Sir Charles A. Coulombe,  em Império Puritano ," Missionários como Colonizadores " diz:
"Não podemos fazer mais do que mencionar as Reduções jesuítas do Paraguai, onde de 1607 a 1768 os padres governaram sobre um verdadeiro Estado de Missão. Mesmo um inimigo da Igreja, Voltaire, poderia dizer deles: '... eles chegaram ao que talvez seja. o mais alto grau de civilização ao qual é possível levar um povo jovem ... As leis eram respeitadas, a moral era pura, uma fraternidade feliz unia os homens, as artes úteis e até algumas das ciências mais agradáveis ​​floresciam, havia abundância em todos os lugares."
Richard O'Mara (The Virginia Quarterly Review, Primavera de 1999, " A República Jesuíta da América do Sul" citou:
"Este foi o surpreendente experimento utópico dos jesuítas, que espalharam suas cidades missionárias como ilhas de sanidade através do coração de um continente selvagem.

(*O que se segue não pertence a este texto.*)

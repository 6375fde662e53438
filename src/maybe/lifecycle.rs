use std::sync::{
  atomic::{AtomicBool, Ordering},
  Arc,
};

use parking_lot::Mutex;

use super::{Maybe, MaybeObserver};
use crate::{
  disposable::{BoxDisposable, Disposable},
  error::Error,
  hooks,
};

#[derive(Clone)]
pub struct DoOnDispose<S, F> {
  source: S,
  func: F,
}

impl<S, F> DoOnDispose<S, F> {
  pub fn new(source: S, func: F) -> Self { DoOnDispose { source, func } }
}

impl<S, F> Maybe for DoOnDispose<S, F>
where
  S: Maybe,
  F: Fn() + Send + Sync + 'static,
{
  type Item = S::Item;

  fn subscribe_actual<O: MaybeObserver<S::Item>>(self, observer: O) {
    self.source.subscribe_actual(DoOnDisposeObserver {
      observer,
      handle: Arc::new(Handle {
        func: self.func,
        upstream: Mutex::new(None),
        finished: AtomicBool::new(false),
      }),
    })
  }
}

struct Handle<F> {
  func: F,
  upstream: Mutex<Option<BoxDisposable>>,
  /// Set once an outcome passed or the consumer disposed.
  finished: AtomicBool,
}

impl<F: Fn() + Send + Sync + 'static> Disposable for Handle<F> {
  fn dispose(&self) {
    if self.finished.swap(true, Ordering::AcqRel) {
      return;
    }
    (self.func)();
    if let Some(upstream) = self.upstream.lock().take() {
      upstream.dispose();
    }
  }

  fn is_disposed(&self) -> bool { self.finished.load(Ordering::Acquire) }
}

struct DoOnDisposeObserver<O, F> {
  observer: O,
  handle: Arc<Handle<F>>,
}

impl<O, F> DoOnDisposeObserver<O, F> {
  fn finish(&self) -> bool { !self.handle.finished.swap(true, Ordering::AcqRel) }
}

impl<T, O, F> MaybeObserver<T> for DoOnDisposeObserver<O, F>
where
  T: Send + 'static,
  O: MaybeObserver<T>,
  F: Fn() + Send + Sync + 'static,
{
  fn on_subscribe(&mut self, disposable: BoxDisposable) {
    *self.handle.upstream.lock() = Some(disposable);
    self.observer.on_subscribe(self.handle.clone());
  }

  fn on_success(self, value: T) {
    if self.finish() {
      self.observer.on_success(value)
    }
  }

  fn on_complete(self) {
    if self.finish() {
      self.observer.on_complete()
    }
  }

  fn on_error(self, err: Error) {
    if self.finish() {
      self.observer.on_error(err)
    } else {
      hooks::on_undeliverable(err)
    }
  }
}

#[cfg(test)]
mod tests {
  use std::sync::{
    atomic::{AtomicUsize, Ordering},
    Arc,
  };

  use crate::prelude::*;

  #[test]
  fn runs_once_on_early_dispose() {
    let calls = Arc::new(AtomicUsize::new(0));
    let c = calls.clone();
    let to = maybe::never::<i32>().do_on_dispose(move || {
      c.fetch_add(1, Ordering::SeqCst);
    });
    let to = to.test();
    to.dispose();
    to.dispose();
    assert_eq!(calls.load(Ordering::SeqCst), 1);
  }

  #[test]
  fn skipped_after_the_outcome() {
    let calls = Arc::new(AtomicUsize::new(0));
    let c = calls.clone();
    let to = maybe::just(1)
      .do_on_dispose(move || {
        c.fetch_add(1, Ordering::SeqCst);
      })
      .test();
    to.assert_value(1);
    to.dispose();
    assert_eq!(calls.load(Ordering::SeqCst), 0);
  }
}
use std::sync::{
  atomic::{AtomicU64, Ordering},
  Arc,
};

use parking_lot::Mutex;

use crate::{
  disposable::{Disposable, SerialDisposable},
  drain::Serializer,
  error::Error,
  flowable::Flowable,
  function::OnDropped,
  scheduler::{Duration, Scheduler, Worker},
  subscriber::Subscriber,
  subscription::{add_demand, produced, validate_request, Subscription, SubscriptionSlot, Upstream, UNBOUNDED},
};

/// Emits a value only after `timeout` passed without a newer one. The value
/// pending when the upstream completes is emitted right away.
pub struct ThrottleWithTimeout<S: Flowable, Sch> {
  source: S,
  timeout: Duration,
  scheduler: Sch,
  on_dropped: Option<OnDropped<S::Item>>,
}

impl<S: Flowable, Sch: Scheduler> ThrottleWithTimeout<S, Sch> {
  pub fn new(source: S, timeout: Duration, scheduler: Sch) -> Self {
    ThrottleWithTimeout { source, timeout, scheduler, on_dropped: None }
  }

  /// Receives every value superseded before its timeout elapsed. An `Err`
  /// cancels the upstream and fails the stream.
  pub fn on_dropped<F>(mut self, on_dropped: F) -> Self
  where
    F: Fn(S::Item) -> Result<(), Error> + Send + Sync + 'static,
  {
    self.on_dropped = Some(Arc::new(on_dropped));
    self
  }
}

impl<S: Flowable, Sch: Scheduler> Flowable for ThrottleWithTimeout<S, Sch> {
  type Item = S::Item;

  fn subscribe_actual<O: Subscriber<S::Item>>(self, downstream: O) {
    let state = Arc::new(DebounceState {
      serializer: Serializer::default(),
      pending: Mutex::new(None),
      index: AtomicU64::new(0),
      requested: AtomicU64::new(0),
      upstream: SubscriptionSlot::default(),
      worker: self.scheduler.create_worker(),
      timer: SerialDisposable::default(),
      timeout: self.timeout,
      on_dropped: self.on_dropped,
    });
    self.source.subscribe_actual(DebounceSubscriber { state, downstream: Some(downstream) })
  }
}

struct DebounceState<T, O> {
  serializer: Serializer<T, O>,
  pending: Mutex<Option<(u64, T)>>,
  index: AtomicU64,
  requested: AtomicU64,
  upstream: SubscriptionSlot,
  worker: Arc<dyn Worker>,
  timer: SerialDisposable,
  timeout: Duration,
  on_dropped: Option<OnDropped<T>>,
}

impl<T: Send + 'static, O: Subscriber<T>> DebounceState<T, O> {
  fn stop(&self) {
    self.worker.dispose();
    self.timer.dispose();
  }

  fn fail(&self, err: Error) {
    self.upstream.cancel();
    self.stop();
    self.pending.lock().take();
    self.serializer.error(err);
  }

  fn emit(&self, value: T) {
    if self.requested.load(Ordering::Acquire) != 0 {
      self.serializer.next(value);
      produced(&self.requested, 1);
    } else {
      self.fail(Error::MissingBackpressure("debounce: could not emit value due to lack of requests"));
    }
  }

  fn fire(&self, index: u64) {
    let value = {
      let mut pending = self.pending.lock();
      match pending.take() {
        Some((i, value)) if i == index => Some(value),
        other => {
          *pending = other;
          None
        }
      }
    };
    if let Some(value) = value {
      self.emit(value);
    }
  }
}

impl<T: Send + 'static, O: Subscriber<T>> Subscription for DebounceState<T, O> {
  fn request(&self, n: u64) {
    if validate_request(n) {
      add_demand(&self.requested, n);
    }
  }

  fn cancel(&self) {
    self.upstream.cancel();
    self.stop();
    self.pending.lock().take();
    self.serializer.cancel();
  }
}

struct DebounceSubscriber<T, O> {
  state: Arc<DebounceState<T, O>>,
  downstream: Option<O>,
}

impl<T: Send + 'static, O: Subscriber<T>> Subscriber<T> for DebounceSubscriber<T, O> {
  fn on_subscribe(&mut self, upstream: Upstream<T>) {
    let state = &self.state;
    let shared = upstream.into_shared();
    if !state.upstream.set_once(shared.clone()) {
      return;
    }
    let Some(mut downstream) = self.downstream.take() else { return };
    downstream.on_subscribe(Upstream::Plain(state.clone()));
    state.serializer.attach(downstream);
    if !state.serializer.is_cancelled() {
      shared.request(UNBOUNDED);
    }
  }

  fn on_next(&mut self, value: T) {
    let state = &self.state;
    if state.serializer.is_done() || state.serializer.is_cancelled() {
      return;
    }
    let index = state.index.fetch_add(1, Ordering::AcqRel) + 1;
    let replaced = state.pending.lock().replace((index, value));
    if let (Some((_, old)), Some(on_dropped)) = (replaced, &state.on_dropped) {
      if let Err(err) = on_dropped(old) {
        state.fail(err);
        return;
      }
    }
    let fire = state.clone();
    let handle = state.worker.schedule(Box::new(move || fire.fire(index)), state.timeout);
    state.timer.set(Arc::new(handle));
  }

  fn on_error(self, err: Error) {
    let state = &self.state;
    state.stop();
    state.upstream.release();
    state.pending.lock().take();
    state.serializer.error(err);
  }

  fn on_complete(self) {
    let state = &self.state;
    state.stop();
    state.upstream.release();
    let pending = state.pending.lock().take();
    if let Some((_, value)) = pending {
      state.emit(value);
    }
    state.serializer.complete();
  }
}

#[cfg(test)]
mod tests {
  use std::sync::{
    atomic::{AtomicUsize, Ordering},
    Arc,
  };

  use parking_lot::Mutex;

  use crate::prelude::*;

  type Slot = Arc<Mutex<Option<Emitter<i32>>>>;

  fn manual() -> (Slot, impl Flowable<Item = i32>) {
    let slot: Slot = Arc::new(Mutex::new(None));
    let s = slot.clone();
    (slot, flowable::create(move |e| *s.lock() = Some(e), BackpressureStrategy::Buffer))
  }

  fn with(slot: &Slot, f: impl FnOnce(&mut Emitter<i32>)) {
    if let Some(e) = slot.lock().as_mut() {
      f(e);
    }
  }

  #[test]
  fn emits_after_a_quiet_period() {
    let scheduler = TestScheduler::new();
    let dropped = Arc::new(Mutex::new(Vec::new()));
    let d = dropped.clone();
    let (source, flow) = manual();
    let ts = flow
      .debounce(Duration::from_millis(10), scheduler.clone())
      .on_dropped(move |v| {
        d.lock().push(v);
        Ok(())
      })
      .test();
    with(&source, |e| e.next(1));
    scheduler.advance_time_by(Duration::from_millis(5));
    with(&source, |e| e.next(2));
    scheduler.advance_time_by(Duration::from_millis(9));
    ts.assert_empty();
    scheduler.advance_time_by(Duration::from_millis(1));
    ts.assert_values(&[2]).assert_not_terminated();
    assert_eq!(*dropped.lock(), vec![1]);
  }

  #[test]
  fn completion_flushes_the_pending_value() {
    let scheduler = TestScheduler::new();
    let (source, flow) = manual();
    let ts = flow.throttle_with_timeout(Duration::from_millis(10), scheduler.clone()).test();
    with(&source, |e| {
      e.next(1);
      e.complete();
    });
    ts.assert_result(&[1]);
    assert_eq!(scheduler.pending(), 0);
  }

  #[test]
  fn failing_drop_callback_cancels_once() {
    let scheduler = TestScheduler::new();
    let cancels = Arc::new(AtomicUsize::new(0));
    let c = cancels.clone();
    flowable::range(1, 3)
      .do_on_cancel(move || {
        c.fetch_add(1, Ordering::SeqCst);
      })
      .debounce(Duration::from_millis(10), scheduler.clone())
      .on_dropped(|_| Err(Error::msg("drop failed")))
      .test()
      .assert_failure(&Error::msg("drop failed"), &[]);
    assert_eq!(cancels.load(Ordering::SeqCst), 1);
    assert_eq!(scheduler.pending(), 0);
  }

  #[test]
  fn emission_without_demand_fails() {
    let scheduler = TestScheduler::new();
    let (source, flow) = manual();
    let ts = flow.debounce(Duration::from_millis(10), scheduler.clone()).test_with(0);
    with(&source, |e| e.next(1));
    scheduler.advance_time_by(Duration::from_millis(10));
    ts.assert_error_matches(|e| matches!(e, Error::MissingBackpressure(_)));
  }
}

Até hoje alguns historiadores se referem a isso como a República Jesuíta da América do Sul, uma espécie de paraíso perdido, cujos monumentos, que apenas sugerem sua antiga grandeza, podem ser encontrados hoje, se você for movido a procurá-los.Esta estranha cruzada evangélica encantou grandes mentes durante seu século e meio de existência, e desde então. "um triunfo da humanidade capaz de expiar os crimes dos conquistadores." 

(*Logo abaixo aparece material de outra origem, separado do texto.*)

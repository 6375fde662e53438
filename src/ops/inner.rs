//! The per-inner-source subscriber shared by the coordinators that run
//! several inner streams at once (`flat_map`, `concat_map_eager`,
//! `switch_map`).
//!
//! An inner buffers up to `prefetch` values, either in its own queue or by
//! fusing with its source, and wakes its parent's drain loop whenever
//! something changed. The parent polls it and reports consumption so the
//! inner can replenish in batches.

use std::sync::{
  atomic::{AtomicBool, AtomicU8, AtomicUsize, Ordering},
  Arc,
};

use once_cell::sync::OnceCell;

use crate::{
  config,
  error::Error,
  queue::{InnerQueue, SimpleQueue},
  subscriber::Subscriber,
  subscription::{FusionMode, Subscription, SubscriptionSlot, Upstream},
};

pub(crate) trait InnerParent<T>: Send + Sync + 'static {
  /// The inner failed; it is already marked done.
  fn inner_error(&self, inner: &Arc<InnerState<T>>, err: Error);

  /// Something changed: a value arrived or the inner completed.
  fn drain(&self);
}

pub(crate) struct InnerState<T> {
  pub id: usize,
  queue: OnceCell<InnerQueue<T>>,
  upstream: SubscriptionSlot,
  done: AtomicBool,
  exhausted: AtomicBool,
  fusion: AtomicU8,
  prefetch: usize,
  limit: usize,
  consumed: AtomicUsize,
}

impl<T: Send + 'static> InnerState<T> {
  pub fn new(id: usize, prefetch: usize) -> Self {
    InnerState {
      id,
      queue: OnceCell::new(),
      upstream: SubscriptionSlot::default(),
      done: AtomicBool::new(false),
      exhausted: AtomicBool::new(false),
      fusion: AtomicU8::new(FusionMode::NONE.bits()),
      prefetch,
      limit: config::replenish_limit(prefetch),
      consumed: AtomicUsize::new(0),
    }
  }

  /// In SYNC mode the first `Ok(None)` also means the source is exhausted.
  pub fn poll(&self) -> Result<Option<T>, Error> {
    let Some(queue) = self.queue.get() else { return Ok(None) };
    let polled = queue.poll()?;
    if polled.is_none() && self.fusion_mode() == FusionMode::SYNC {
      self.exhausted.store(true, Ordering::Release);
    }
    Ok(polled)
  }

  pub fn is_empty(&self) -> bool {
    self.exhausted.load(Ordering::Acquire) || self.queue.get().map_or(true, InnerQueue::is_empty)
  }

  pub fn is_done(&self) -> bool { self.done.load(Ordering::Acquire) }

  pub fn mark_done(&self) { self.done.store(true, Ordering::Release); }

  /// Done and nothing left to poll.
  pub fn is_finished(&self) -> bool { self.is_done() && self.is_empty() }

  /// Acknowledges `n` polled values; requests the next batch once enough
  /// were consumed.
  pub fn consumed(&self, n: usize) {
    if self.fusion_mode() == FusionMode::SYNC {
      return;
    }
    let total = self.consumed.fetch_add(n, Ordering::AcqRel) + n;
    if total >= self.limit {
      self.consumed.store(0, Ordering::Release);
      self.upstream.request(total as u64);
    }
  }

  pub fn cancel(&self) {
    self.upstream.cancel();
    self.exhausted.store(true, Ordering::Release);
    if let Some(queue) = self.queue.get() {
      queue.clear();
    }
  }

  fn fusion_mode(&self) -> FusionMode { FusionMode::from_bits(self.fusion.load(Ordering::Acquire)) }

  fn initial_request(&self) -> u64 {
    if self.prefetch == usize::MAX {
      u64::MAX
    } else {
      self.prefetch as u64
    }
  }
}

pub(crate) struct InnerSubscriber<T, P> {
  state: Arc<InnerState<T>>,
  parent: Arc<P>,
}

impl<T, P> InnerSubscriber<T, P> {
  pub fn new(state: Arc<InnerState<T>>, parent: Arc<P>) -> Self { InnerSubscriber { state, parent } }
}

impl<T: Send + 'static, P: InnerParent<T>> Subscriber<T> for InnerSubscriber<T, P> {
  fn on_subscribe(&mut self, upstream: Upstream<T>) {
    let state = &self.state;
    if !state.upstream.set_once(upstream.clone().into_shared()) {
      return;
    }
    if let Upstream::Fuseable(queue) = &upstream {
      let mode = queue.request_fusion(FusionMode::ANY);
      if mode == FusionMode::SYNC {
        state.fusion.store(mode.bits(), Ordering::Release);
        let _ = state.queue.set(InnerQueue::Fused(queue.clone()));
        state.mark_done();
        self.parent.drain();
        return;
      }
      if mode == FusionMode::ASYNC {
        state.fusion.store(mode.bits(), Ordering::Release);
        let _ = state.queue.set(InnerQueue::Fused(queue.clone()));
        upstream.request(state.initial_request());
        return;
      }
    }
    let own = if state.prefetch == usize::MAX {
      SimpleQueue::unbounded()
    } else {
      SimpleQueue::bounded(state.prefetch)
    };
    let _ = state.queue.set(InnerQueue::Own(own));
    upstream.request(state.initial_request());
  }

  fn on_next(&mut self, value: T) {
    let offered = match self.state.queue.get() {
      Some(queue) => queue.offer(value).is_ok(),
      None => false,
    };
    if offered {
      self.parent.drain();
    } else {
      self.state.upstream.cancel();
      self.state.mark_done();
      self
        .parent
        .inner_error(&self.state, Error::MissingBackpressure("inner queue is full"));
    }
  }

  fn on_error(self, err: Error) {
    self.state.mark_done();
    self.parent.inner_error(&self.state, err);
  }

  fn on_complete(self) {
    self.state.mark_done();
    self.parent.drain();
  }

  fn on_available(&mut self) { self.parent.drain() }
}
use std::sync::Arc;

use crate::{error::Error, flowable::Flowable, subscriber::Subscriber, subscription::Upstream};

/// Applies an accumulator to every value and emits each intermediate
/// result. Every subscription starts from its own clone of the seed.
#[derive(Clone)]
pub struct Scan<S, F, B> {
  source: S,
  seed: B,
  func: F,
}

impl<S, F, B> Scan<S, F, B> {
  pub fn new(source: S, seed: B, func: F) -> Self { Scan { source, seed, func } }
}

impl<S, F, B> Flowable for Scan<S, F, B>
where
  S: Flowable,
  B: Clone + Send + Sync + 'static,
  F: Fn(B, S::Item) -> B + Send + Sync + 'static,
{
  type Item = B;

  fn subscribe_actual<O: Subscriber<B>>(self, downstream: O) {
    self.source.subscribe_actual(ScanSubscriber {
      downstream,
      acc: Some(self.seed),
      func: Arc::new(self.func),
    })
  }
}

struct ScanSubscriber<O, F, B> {
  downstream: O,
  acc: Option<B>,
  func: Arc<F>,
}

impl<T, O, F, B> Subscriber<T> for ScanSubscriber<O, F, B>
where
  T: Send + 'static,
  B: Clone + Send + Sync + 'static,
  F: Fn(B, T) -> B + Send + Sync + 'static,
  O: Subscriber<B>,
{
  fn on_subscribe(&mut self, upstream: Upstream<T>) {
    self.downstream.on_subscribe(Upstream::Plain(upstream.into_shared()))
  }

  fn on_next(&mut self, value: T) {
    let Some(acc) = self.acc.take() else { return };
    let next = (self.func)(acc, value);
    self.acc = Some(next.clone());
    self.downstream.on_next(next);
  }

  fn on_error(self, err: Error) { self.downstream.on_error(err) }

  fn on_complete(self) { self.downstream.on_complete() }
}

#[cfg(test)]
mod tests {
  use crate::prelude::*;

  #[test]
  fn emits_running_totals() {
    flowable::range(1, 4).scan(0, |acc, v| acc + v).test().assert_result(&[1, 3, 6, 10]);
  }

  #[test]
  fn each_subscription_starts_from_the_seed() {
    let source = flowable::range(1, 2).scan(String::new(), |acc, v| format!("{acc}{v}"));
    source.clone().test().assert_result(&["1".to_string(), "12".to_string()]);
    source.test().assert_result(&["1".to_string(), "12".to_string()]);
  }
}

Para Aguirre o caráter revolucionário das reduções jesuíticas deriva "da premissa que lhes serve de ponto de partida, premissa que implica um expresso reconhecimento dos vínculos que costumam ligar as injustiças sociais com o atraso geral das sociedades. Por isso o sistema econômico missioneiro jesuíta se encaminha, desde o princípio, para conseguir o desenvolvimento econômico dos povos aborígines, para organizar uma ordem social e produtiva que permita aos indígenas americanos romperem as barreiras da miséria e terem uma alternativa distinta daquela que era se submeter à economia da encomienda, da mita e do latifúndio colonial. Os jesuítas não definiram o problema da justiça no plano jurídico, mas se propuseram a realizá-la no âmbito de um sistema econômico e social, onde a riqueza se acomodava às pautas de uma filosofia inspirada na noção cristã de igualdade entre todos os homens...".

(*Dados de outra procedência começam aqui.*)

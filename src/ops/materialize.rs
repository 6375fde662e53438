use std::sync::Arc;

use super::post_complete::PostComplete;
use crate::{
  error::Error,
  flowable::Flowable,
  hooks,
  notification::Notification,
  subscriber::Subscriber,
  subscription::{Subscription, Upstream},
};

// ==================== Materialize ====================

/// Turns every signal into a [`Notification`]. The terminal notification is
/// held back until the downstream has demand for it.
#[derive(Clone)]
pub struct Materialize<S> {
  source: S,
}

impl<S> Materialize<S> {
  pub fn new(source: S) -> Self { Materialize { source } }
}

impl<S: Flowable> Flowable for Materialize<S> {
  type Item = Notification<S::Item>;

  fn subscribe_actual<O: Subscriber<Notification<S::Item>>>(self, downstream: O) {
    self.source.subscribe_actual(MaterializeSubscriber {
      state: PostComplete::new(),
      downstream: Some(downstream),
    })
  }
}

struct MaterializeSubscriber<T, O> {
  state: Arc<PostComplete<Notification<T>, O>>,
  downstream: Option<O>,
}

impl<T: Send + 'static, O: Subscriber<Notification<T>>> Subscriber<T> for MaterializeSubscriber<T, O> {
  fn on_subscribe(&mut self, upstream: Upstream<T>) { self.state.attach(upstream, &mut self.downstream) }

  fn on_next(&mut self, value: T) { self.state.next(Notification::Next(value)) }

  fn on_error(self, err: Error) { self.state.finish(Some(Notification::Error(err))) }

  fn on_complete(self) { self.state.finish(Some(Notification::Complete)) }
}

// ==================== Dematerialize ====================

/// Replays notifications selected from each value as signals. A terminal
/// notification cancels the upstream.
#[derive(Clone)]
pub struct Dematerialize<S, F> {
  source: S,
  selector: F,
}

impl<S, F> Dematerialize<S, F> {
  pub fn new(source: S, selector: F) -> Self { Dematerialize { source, selector } }
}

impl<S, R, F> Flowable for Dematerialize<S, F>
where
  S: Flowable,
  R: Send + 'static,
  F: Fn(S::Item) -> Notification<R> + Send + Sync + 'static,
{
  type Item = R;

  fn subscribe_actual<O: Subscriber<R>>(self, downstream: O) {
    self.source.subscribe_actual(DematerializeSubscriber {
      downstream: Some(downstream),
      selector: self.selector,
      upstream: None,
    })
  }
}

struct DematerializeSubscriber<O, F> {
  downstream: Option<O>,
  selector: F,
  upstream: Option<Arc<dyn Subscription>>,
}

impl<T, R, O, F> Subscriber<T> for DematerializeSubscriber<O, F>
where
  T: Send + 'static,
  R: Send + 'static,
  O: Subscriber<R>,
  F: Fn(T) -> Notification<R> + Send + Sync + 'static,
{
  fn on_subscribe(&mut self, upstream: Upstream<T>) {
    let shared = upstream.into_shared();
    self.upstream = Some(shared.clone());
    if let Some(downstream) = self.downstream.as_mut() {
      downstream.on_subscribe(Upstream::Plain(shared));
    }
  }

  fn on_next(&mut self, value: T) {
    if self.downstream.is_none() {
      return;
    }
    match (self.selector)(value) {
      Notification::Next(v) => {
        if let Some(downstream) = self.downstream.as_mut() {
          downstream.on_next(v);
        }
      }
      terminal => {
        if let Some(upstream) = self.upstream.take() {
          upstream.cancel();
        }
        if let Some(downstream) = self.downstream.take() {
          match terminal {
            Notification::Error(err) => downstream.on_error(err),
            _ => downstream.on_complete(),
          }
        }
      }
    }
  }

  fn on_error(self, err: Error) {
    match self.downstream {
      Some(downstream) => downstream.on_error(err),
      None => hooks::on_undeliverable(err),
    }
  }

  fn on_complete(self) {
    if let Some(downstream) = self.downstream {
      downstream.on_complete();
    }
  }
}

#[cfg(test)]
mod tests {
  use std::sync::{
    atomic::{AtomicUsize, Ordering},
    Arc,
  };

  use crate::prelude::*;

  #[test]
  fn wraps_every_signal() {
    flowable::range(1, 2).materialize().test().assert_result(&[
      Notification::Next(1),
      Notification::Next(2),
      Notification::Complete,
    ]);
    flowable::error::<i32>(Error::msg("x"))
      .materialize()
      .test()
      .assert_result(&[Notification::Error(Error::msg("x"))]);
  }

  #[test]
  fn terminal_notification_waits_for_demand() {
    let ts = flowable::range(1, 2).materialize().test_with(2);
    ts.assert_values(&[Notification::Next(1), Notification::Next(2)]).assert_not_complete();
    ts.request(1);
    ts.assert_result(&[Notification::Next(1), Notification::Next(2), Notification::Complete]);
  }

  #[test]
  fn dematerialize_restores_the_stream() {
    flowable::range(1, 3).materialize().dematerialize(|n| n).test().assert_result(&[1, 2, 3]);
    flowable::just(1)
      .concat_with(flowable::error(Error::msg("x")))
      .materialize()
      .dematerialize(|n| n)
      .test()
      .assert_failure(&Error::msg("x"), &[1]);
  }

  #[test]
  fn terminal_notification_cancels_the_upstream() {
    let cancels = Arc::new(AtomicUsize::new(0));
    let c = cancels.clone();
    flowable::from_iter(vec![Notification::Next(1), Notification::Complete, Notification::Next(2)])
      .do_on_cancel(move || {
        c.fetch_add(1, Ordering::SeqCst);
      })
      .dematerialize(|n| n)
      .test()
      .assert_result(&[1]);
    assert_eq!(cancels.load(Ordering::SeqCst), 1);
  }
}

Para Wolfgang Reinhard, por mais controversos que tenham sido os intentos dos jesuítas de adaptar a mensagem cristã às concepções autóctones e de promover uma mudança cultural dirigida, a empresa missioneira foi a melhor alternativa de que a América dispôs para levar adiante uma colonização que era, sob todos os aspectos, inevitável e que em outras esferas se revelou brutal, e por isso mesmo continuam a ter um apelo para o mundo moderno, onde a problemática integração dos povos indígenas remanescentes com as culturas de entorno ainda não encontrou soluções satisfatórias, uma opinião que era compartilhada com Darcy Ribeiro.

Unindo uma diligência evangelizadora intrépida com uma base cultural de alto gabarito, uma praticidade única na lida com os problemas que enfrentaram com um pensamento econômico, político e social arrojado e de amplo horizonte, sua atuação foi decisiva na formação da civilização americana moderna, e o estudo do seu exemplo de desenvolvimento auto-sustentado, onde o objetivo primário era o bem-estar e harmonia das populações através do estabelecimento de um modelo de vida sadia, significativa, solidária e justa para todos, pode ser de alguma forma ainda útil para a sociedade moderna, num continente que ainda sofre com as desigualdades sociais e onde os índios sobreviventes permanecem em muito marginalizados e despossuídos.


Com suas falhas e contradições internas, trazidas à luz abundantemente pela pesquisa moderna, mas principalmente por suas conquistas positivas, as Missões jesuíticas exerceram um impacto profundo na vida das Américas.